Gesundheitsdaten werden automatisiert erfasst
Ab dem 21. Lebenstag beginnt für die Kälber am LWZ Eichhof ein neuer Aufzuchtabschnitt: Die Haltung im Kälberiglu wird durch die Gruppenhaltung mit Kälberstationen abgelöst. Eine Kälberstation besteht aus Tränkeautomat, Waage und Wassertränke; 15 Kälber können pro Station versorgt werden.
Zudem wird jedes Tier mit einem Halsband mit Tiererkennung, Agilitätsmessung und LED-Leuchte ausgestattet. Alle Komponenten sind „smart“, d.h. über das Internet mit der App verbunden.

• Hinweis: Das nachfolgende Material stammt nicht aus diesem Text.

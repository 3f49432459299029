use std::net::SocketAddr;
use std::sync::{Arc, Mutex, PoisonError};

use anyhow::{Context, Result};
use bytes::{Bytes, BytesMut};
use socket2::{Domain, Protocol, Socket, Type};
use tokio::net::UdpSocket;
use tokio::sync::watch;
use tokio::task::JoinHandle;
use tracing::{debug, error, info, warn};

use crate::cache::ResponseCache;
use crate::engine::{servfail_for, Engine};
use crate::matcher::RuntimeConfig;
use crate::reload::ConfigChangeListener;

const SOCKET_BUFFER_BYTES: usize = 4 * 1024 * 1024;
const RECV_BUFFER_BYTES: usize = 4096;

/// Listen socket with enlarged buffers so bursts do not drop packets.
pub fn bind_udp(addr: SocketAddr) -> Result<UdpSocket> {
    let domain = if addr.is_ipv4() {
        Domain::IPV4
    } else {
        Domain::IPV6
    };
    let socket =
        Socket::new(domain, Type::DGRAM, Some(Protocol::UDP)).context("create listen socket")?;
    if let Err(err) = socket.set_recv_buffer_size(SOCKET_BUFFER_BYTES) {
        warn!(error = %err, "failed to set listen recv buffer size");
    }
    if let Err(err) = socket.set_send_buffer_size(SOCKET_BUFFER_BYTES) {
        warn!(error = %err, "failed to set listen send buffer size");
    }
    socket.set_nonblocking(true).context("set nonblocking")?;
    socket
        .bind(&addr.into())
        .with_context(|| format!("bind {addr}"))?;
    UdpSocket::from_std(socket.into()).context("register listen socket")
}

/// Serve loop: receive, spawn a handler per packet, exit when the shutdown
/// channel fires or its sender is dropped.
pub async fn run_listener(
    socket: Arc<UdpSocket>,
    engine: Engine,
    mut shutdown: watch::Receiver<bool>,
) {
    let mut buf = BytesMut::with_capacity(RECV_BUFFER_BYTES);
    loop {
        buf.reserve(RECV_BUFFER_BYTES);
        buf.resize(RECV_BUFFER_BYTES, 0);
        tokio::select! {
            _ = shutdown.changed() => {
                info!("listener shutting down");
                break;
            }
            result = socket.recv_from(&mut buf[..]) => {
                match result {
                    Ok((len, peer)) => {
                        buf.truncate(len);
                        let packet = buf.split().freeze();
                        let engine = engine.clone();
                        let socket = Arc::clone(&socket);
                        tokio::spawn(async move {
                            handle_request(socket, engine, packet, peer).await;
                        });
                    }
                    Err(err) => {
                        warn!(error = %err, "recv_from failed");
                        buf.clear();
                    }
                }
            }
        }
    }
}

/// The handler body runs in a child task so that a panic in it is confined
/// to this request; the client still gets a SERVFAIL.
async fn handle_request(socket: Arc<UdpSocket>, engine: Engine, packet: Bytes, peer: SocketAddr) {
    let handler = {
        let packet = packet.clone();
        tokio::spawn(async move { engine.handle_packet(&packet, peer).await })
    };

    let reply: Option<Bytes> = match handler.await {
        Ok(Ok(bytes)) => Some(bytes),
        Ok(Err(err)) => {
            debug!(client_ip = %peer.ip(), error = %err, "request dropped");
            None
        }
        Err(join_err) => {
            error!(client_ip = %peer.ip(), error = %join_err, "request handler panicked");
            servfail_for(&packet).ok()
        }
    };

    if let Some(bytes) = reply {
        if let Err(err) = socket.send_to(&bytes, peer).await {
            debug!(client_ip = %peer.ip(), error = %err, "failed to send reply");
        }
    }
}

/// The serve loop currently bound, plus the handle main awaits on shutdown.
pub struct ListenerState {
    pub addr: SocketAddr,
    pub shutdown: watch::Sender<bool>,
    pub handle: Option<JoinHandle<()>>,
}

/// Applies reloaded configuration to the running server: retunes the cache
/// and, when the listen endpoint changed, binds the new socket before
/// stopping the old serve loop (so a failed bind keeps the old listener).
pub struct ServerReloadListener {
    engine: Engine,
    cache: Arc<ResponseCache>,
    runtime: tokio::runtime::Handle,
    state: Arc<Mutex<ListenerState>>,
}

impl ServerReloadListener {
    /// Must be created on the runtime that owns the serve loop.
    pub fn new(engine: Engine, cache: Arc<ResponseCache>, state: Arc<Mutex<ListenerState>>) -> Self {
        Self {
            engine,
            cache,
            runtime: tokio::runtime::Handle::current(),
            state,
        }
    }
}

impl ConfigChangeListener for ServerReloadListener {
    fn on_config_change(&self, old: &Arc<RuntimeConfig>, new: &Arc<RuntimeConfig>) {
        self.cache.configure(new.cache_size, new.cache_ttl);

        if old.listen != new.listen {
            let engine = self.engine.clone();
            let state = Arc::clone(&self.state);
            let new_addr = new.listen;
            self.runtime.spawn(async move {
                let socket = match bind_udp(new_addr) {
                    Ok(socket) => Arc::new(socket),
                    Err(err) => {
                        error!(
                            addr = %new_addr,
                            error = %err,
                            "rebind failed, keeping previous listener"
                        );
                        return;
                    }
                };
                let (tx, rx) = watch::channel(false);
                let handle = tokio::spawn(run_listener(socket, engine, rx));
                let (old_addr, old_tx) = {
                    let mut guard = state.lock().unwrap_or_else(PoisonError::into_inner);
                    let old_addr = guard.addr;
                    guard.addr = new_addr;
                    guard.handle = Some(handle);
                    (old_addr, std::mem::replace(&mut guard.shutdown, tx))
                };
                // The old serve loop sees the signal and returns.
                let _ = old_tx.send(true);
                info!(old_addr = %old_addr, addr = %new_addr, "listener rebound");
            });
        }

        info!(
            upstream = %new.upstream,
            cdn_prefixes = new.cdn_ips.len(),
            domain_rules = new.domains.len(),
            cache_size = new.cache_size,
            "configuration applied"
        );
    }
}

#[cfg(test)]
mod tests {
    use super::*;
    use crate::matcher::{CidrSet, DomainSet};
    use arc_swap::ArcSwap;
    use hickory_proto::op::{Message, Query};
    use hickory_proto::rr::rdata::A;
    use hickory_proto::rr::{DNSClass, Name, RData, Record, RecordType};
    use std::net::Ipv4Addr;
    use std::str::FromStr;
    use std::time::Duration;

    async fn spawn_static_upstream(ip: Ipv4Addr) -> SocketAddr {
        let socket = UdpSocket::bind("127.0.0.1:0").await.expect("bind upstream");
        let addr = socket.local_addr().expect("addr");
        tokio::spawn(async move {
            let mut buf = [0u8; 4096];
            loop {
                let Ok((len, peer)) = socket.recv_from(&mut buf).await else {
                    break;
                };
                let Ok(req) = Message::from_vec(&buf[..len]) else {
                    continue;
                };
                let mut resp = Message::new();
                resp.set_id(req.id());
                resp.set_message_type(hickory_proto::op::MessageType::Response);
                resp.add_queries(req.queries().to_vec());
                if let Some(q) = req.queries().first() {
                    resp.add_answer(Record::from_rdata(
                        q.name().clone(),
                        60,
                        RData::A(A(ip)),
                    ));
                }
                let Ok(bytes) = resp.to_vec() else { continue };
                let _ = socket.send_to(&bytes, peer).await;
            }
        });
        addr
    }

    fn runtime_for(upstream: SocketAddr) -> RuntimeConfig {
        let mut cdn_ips = CidrSet::new();
        cdn_ips.add("192.168.1.0/24").expect("cidr");
        RuntimeConfig {
            upstream: upstream.to_string(),
            fallback: None,
            timeout: Duration::from_secs(1),
            no_record_no_fallback: false,
            listen: "127.0.0.1:0".parse().unwrap(),
            workers: 2,
            cache_size: 16,
            cache_ttl: Duration::from_secs(60),
            cdn_ips,
            domains: DomainSet::new(),
        }
    }

    fn query_packet(name: &str, id: u16) -> Vec<u8> {
        let mut msg = Message::new();
        msg.set_id(id);
        msg.set_recursion_desired(true);
        let mut q = Query::new();
        q.set_name(Name::from_str(name).unwrap());
        q.set_query_type(RecordType::A);
        q.set_query_class(DNSClass::IN);
        msg.add_query(q);
        msg.to_vec().unwrap()
    }

    #[tokio::test]
    async fn serve_loop_answers_and_shuts_down() {
        let upstream = spawn_static_upstream(Ipv4Addr::new(5, 6, 7, 8)).await;
        let cfg = runtime_for(upstream);
        let cache = Arc::new(ResponseCache::new(16, Duration::from_secs(60)));
        let engine = Engine::new(Arc::new(ArcSwap::from_pointee(cfg)), cache).expect("engine");

        let listen = bind_udp("127.0.0.1:0".parse().unwrap()).expect("bind listen");
        let listen_addr = listen.local_addr().expect("addr");
        let (tx, rx) = watch::channel(false);
        let serve = tokio::spawn(run_listener(Arc::new(listen), engine, rx));

        let client = UdpSocket::bind("127.0.0.1:0").await.expect("bind client");
        client
            .send_to(&query_packet("anything.example.", 0x4242), listen_addr)
            .await
            .expect("send");

        let mut buf = [0u8; 4096];
        let (len, _) = tokio::time::timeout(Duration::from_secs(2), client.recv_from(&mut buf))
            .await
            .expect("reply in time")
            .expect("recv");
        let reply = Message::from_vec(&buf[..len]).expect("parse reply");
        assert_eq!(reply.id(), 0x4242);
        assert_eq!(reply.answers().len(), 1);

        tx.send(true).expect("signal shutdown");
        tokio::time::timeout(Duration::from_secs(2), serve)
            .await
            .expect("loop exits")
            .expect("join");
    }

    #[tokio::test]
    async fn reload_listener_rebinds_on_listen_change() {
        let upstream = spawn_static_upstream(Ipv4Addr::new(7, 7, 7, 7)).await;
        let base = runtime_for(upstream);
        let cache = Arc::new(ResponseCache::new(16, Duration::from_secs(60)));
        let engine = Engine::new(
            Arc::new(ArcSwap::from_pointee(base.clone())),
            Arc::clone(&cache),
        )
        .expect("engine");

        let first = bind_udp("127.0.0.1:0".parse().unwrap()).expect("first bind");
        let first_addr = first.local_addr().expect("addr");
        let (tx, rx) = watch::channel(false);
        let handle = tokio::spawn(run_listener(Arc::new(first), engine.clone(), rx));
        let state = Arc::new(Mutex::new(ListenerState {
            addr: first_addr,
            shutdown: tx,
            handle: Some(handle),
        }));

        let listener = ServerReloadListener::new(engine, cache, Arc::clone(&state));

        // Find a free port for the new endpoint.
        let probe = std::net::UdpSocket::bind("127.0.0.1:0").expect("probe");
        let new_addr = probe.local_addr().expect("addr");
        drop(probe);

        let mut old_rt = base.clone();
        old_rt.listen = first_addr;
        let mut new_rt = base;
        new_rt.listen = new_addr;
        listener.on_config_change(&Arc::new(old_rt), &Arc::new(new_rt));

        // The rebind happens in a background task; poll the new endpoint.
        let client = UdpSocket::bind("127.0.0.1:0").await.expect("client");
        let packet = query_packet("rebind.example.", 0x3131);
        let mut buf = [0u8; 4096];
        let mut reply_len = None;
        for _ in 0..50 {
            let _ = client.send_to(&packet, new_addr).await;
            if let Ok(Ok((len, _))) =
                tokio::time::timeout(Duration::from_millis(100), client.recv_from(&mut buf)).await
            {
                reply_len = Some(len);
                break;
            }
        }
        let len = reply_len.expect("new listener answers");
        let reply = Message::from_vec(&buf[..len]).expect("parse reply");
        assert_eq!(reply.id(), 0x3131);
        assert_eq!(
            state.lock().unwrap_or_else(PoisonError::into_inner).addr,
            new_addr
        );
    }

    #[tokio::test]
    async fn bind_udp_reports_unbindable_address() {
        // Second bind of the same port must surface the error.
        let taken = bind_udp("127.0.0.1:0".parse().unwrap()).expect("first bind");
        let addr = taken.local_addr().expect("addr");
        assert!(bind_udp(addr).is_err());
    }
}
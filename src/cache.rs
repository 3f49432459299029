use std::sync::RwLock;
use std::time::{Duration, Instant};

use hickory_proto::op::Message;
use rustc_hash::FxHashMap;

struct CacheEntry {
    msg: Message,
    expires_at: Instant,
}

struct Inner {
    entries: FxHashMap<String, CacheEntry>,
    max_size: usize,
    ttl: Duration,
}

/// Bounded response cache keyed by the query key. Lookups take the shared
/// lock and hand out deep copies with the caller's transaction id; expired
/// entries are treated as misses and reaped lazily. A `max_size` of zero
/// disables storing entirely.
pub struct ResponseCache {
    inner: RwLock<Inner>,
}

impl ResponseCache {
    pub fn new(max_size: usize, ttl: Duration) -> Self {
        Self {
            inner: RwLock::new(Inner {
                entries: FxHashMap::default(),
                max_size,
                ttl,
            }),
        }
    }

    pub fn lookup(&self, key: &str, client_tx_id: u16) -> Option<Message> {
        let inner = self.inner.read().unwrap_or_else(|e| e.into_inner());
        let entry = inner.entries.get(key)?;
        if Instant::now() >= entry.expires_at {
            return None;
        }
        let mut msg = entry.msg.clone();
        msg.set_id(client_tx_id);
        Some(msg)
    }

    pub fn store(&self, key: &str, msg: &Message) {
        let mut inner = self.inner.write().unwrap_or_else(|e| e.into_inner());
        if inner.max_size == 0 {
            return;
        }
        if !inner.entries.contains_key(key) && inner.entries.len() >= inner.max_size {
            evict_one(&mut inner.entries);
        }
        let expires_at = Instant::now() + inner.ttl;
        inner.entries.insert(
            key.to_string(),
            CacheEntry {
                msg: msg.clone(),
                expires_at,
            },
        );
    }

    /// Applied on reload; shrinks the map if the new bound is tighter.
    pub fn configure(&self, max_size: usize, ttl: Duration) {
        let mut inner = self.inner.write().unwrap_or_else(|e| e.into_inner());
        inner.max_size = max_size;
        inner.ttl = ttl;
        while inner.entries.len() > inner.max_size {
            evict_one(&mut inner.entries);
        }
    }

    #[allow(dead_code)]
    pub fn len(&self) -> usize {
        let inner = self.inner.read().unwrap_or_else(|e| e.into_inner());
        inner.entries.len()
    }

    #[allow(dead_code)]
    pub fn is_empty(&self) -> bool {
        self.len() == 0
    }
}

/// Prefer an expired entry; otherwise the victim is whichever entry map
/// iteration yields first. Callers must not rely on the choice.
fn evict_one(entries: &mut FxHashMap<String, CacheEntry>) {
    let now = Instant::now();
    let victim = entries
        .iter()
        .find(|(_, entry)| entry.expires_at <= now)
        .map(|(key, _)| key.clone())
        .or_else(|| entries.keys().next().cloned());
    if let Some(key) = victim {
        entries.remove(&key);
    }
}

#[cfg(test)]
mod tests {
    use super::*;
    use hickory_proto::rr::rdata::A;
    use hickory_proto::rr::{Name, RData, Record};
    use std::net::Ipv4Addr;
    use std::str::FromStr;

    fn response(id: u16, owner: &str, ip: Ipv4Addr) -> Message {
        let mut msg = Message::new();
        msg.set_id(id);
        msg.add_answer(Record::from_rdata(
            Name::from_str(owner).unwrap(),
            300,
            RData::A(A(ip)),
        ));
        msg
    }

    #[test]
    fn round_trip_rewrites_transaction_id() {
        let cache = ResponseCache::new(16, Duration::from_secs(60));
        let stored = response(0x1111, "example.com.", Ipv4Addr::new(1, 2, 3, 4));
        cache.store("example.com|1|1", &stored);

        let hit = cache.lookup("example.com|1|1", 0x2222).expect("hit");
        assert_eq!(hit.id(), 0x2222);
        assert_eq!(hit.answers(), stored.answers());
    }

    #[test]
    fn miss_on_unknown_key() {
        let cache = ResponseCache::new(16, Duration::from_secs(60));
        assert!(cache.lookup("nope|1|1", 1).is_none());
    }

    #[test]
    fn expired_entries_are_misses() {
        let cache = ResponseCache::new(16, Duration::from_millis(20));
        let msg = response(1, "example.com.", Ipv4Addr::new(1, 2, 3, 4));
        cache.store("k|1|1", &msg);
        assert!(cache.lookup("k|1|1", 1).is_some());
        std::thread::sleep(Duration::from_millis(40));
        assert!(cache.lookup("k|1|1", 1).is_none());
    }

    #[test]
    fn entry_count_never_exceeds_max() {
        let cache = ResponseCache::new(2, Duration::from_secs(60));
        for i in 0..10u16 {
            let msg = response(i, "example.com.", Ipv4Addr::new(1, 2, 3, 4));
            cache.store(&format!("key-{i}"), &msg);
            assert!(cache.len() <= 2);
        }
        assert_eq!(cache.len(), 2);
    }

    #[test]
    fn store_overwrites_existing_key_without_eviction() {
        let cache = ResponseCache::new(2, Duration::from_secs(60));
        let msg = response(1, "example.com.", Ipv4Addr::new(1, 2, 3, 4));
        cache.store("a", &msg);
        cache.store("b", &msg);
        cache.store("a", &msg);
        assert_eq!(cache.len(), 2);
        assert!(cache.lookup("a", 9).is_some());
        assert!(cache.lookup("b", 9).is_some());
    }

    #[test]
    fn zero_capacity_disables_storing() {
        let cache = ResponseCache::new(0, Duration::from_secs(60));
        let msg = response(1, "example.com.", Ipv4Addr::new(1, 2, 3, 4));
        cache.store("a", &msg);
        assert!(cache.is_empty());
        assert!(cache.lookup("a", 1).is_none());
    }

    #[test]
    fn configure_shrinks_to_new_bound() {
        let cache = ResponseCache::new(8, Duration::from_secs(60));
        let msg = response(1, "example.com.", Ipv4Addr::new(1, 2, 3, 4));
        for i in 0..8 {
            cache.store(&format!("key-{i}"), &msg);
        }
        cache.configure(3, Duration::from_secs(60));
        assert!(cache.len() <= 3);
    }

    #[test]
    fn stored_message_is_a_deep_copy() {
        let cache = ResponseCache::new(4, Duration::from_secs(60));
        let mut msg = response(1, "example.com.", Ipv4Addr::new(1, 2, 3, 4));
        cache.store("a", &msg);
        // Mutating the original after store must not affect the cached copy.
        msg.take_answers();
        let hit = cache.lookup("a", 1).expect("hit");
        assert_eq!(hit.answers().len(), 1);
    }
}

Zu jedem Einzeltier werden automatisiert folgende Informationen erfasst:
- Menge zugeteilter und davon abgerufener Milch laut Tränkeplan
- Sauggeschwindigkeit
- Anzahl und zeitliche Abstände der Tränkestationsbesuche
- Wassermenge, die zusätzlich von dem Kalb aufgenommen wird
- tägliche Zunahme des Tieres
- Aktivität des Kalbes
Über die App erhalten Tierhaltende in Echtzeit Informationen über den Gesundheitsstatus eines Kalbes. Alle erfassten Kälberdaten werden in einer Cloud gesammelt, dort verarbeitet und sind von den Tierbetreuungskräften jederzeit und überall abrufbar.
Muss ein Tier besonders beobachtet werden, kommen die LED-Leuchten zum Einsatz. Sie können über die App auch vom PC oder Mobiltelefon gesteuert werden. Die LEDs leuchten etwa rot, wenn die Milchaufnahme unvollständig ist (Abb. 2). Das betroffene Tier ist im Stall gut zu erkennen – so erleichtert die Technik gerade in großen Tierbeständen die Beobachtung ungemein. Die Möglichkeit, bei Unstimmigkeiten rasch handeln zu können, fördert das Tierwohl.
Am Eichhof bleibt jedes Kälbchen etwa 55 Tage an dieser Kälberstation. Die Kosten für die vorgestellte 24/7-Betreuung belaufen sich auf 53 Cent pro Kalb und Tag.
Digitale Anwendungen unterstützend einsetzen
Damit die Kälberbetreuungs-App in die Lehrgänge der Überbetrieblichen Ausbildung integriert werden kann, werden die Auszubildenden wie auch die Lehrenden während des Lehrgangs mit einem mobilen Gerät mit Internetzugang ausgestattet. So können alle Auszubildenden vor Ort die automatisiert erfassten Kälberdaten beispielsweise über Tablets einsehen, auswerten und den Gesundheitszustand der Tiere beurteilen.
Gleichwohl ersetzt die Digitalisierung nicht den persönlichen Eindruck: Den körperlichen Zustand und das Verhalten eines Kalbes müssen Tierhaltende selbst einschätzen lernen. Die Beobachtungen, die die Auszubildenden im Stall machen, können in die App eingespeist werden und decken sich im Idealfall mit den digital erfassten Daten. Auch die Schlussfolgerungen müssen letztlich immer die Landwirtinnen und Landwirte treffen. Das können weitere Beobachtung, Futterumstellung oder tierärztliche Behandlung sein.
Diese Übung trainiert den Blick für das Tier und den Umgang mit Tablets, Daten und deren Auswertung. Den Auszubildenden wird verdeutlicht, dass die gesammelten Daten bei Entscheidungen unterstützen und die Arbeit erleichtern können.
In den vergangenen Jahren haben die angehenden Landwirte und Landwirtinnen am automatischen Melksystem bereits die Möglichkeiten der Technik und Digitalisierung kennengelernt. Ab diesem Winterhalbjahr bildet die Digitalisierung der Kälberhaltung einen weiteren festen Bestandteil der Überbetrieblichen Ausbildung am Eichhof.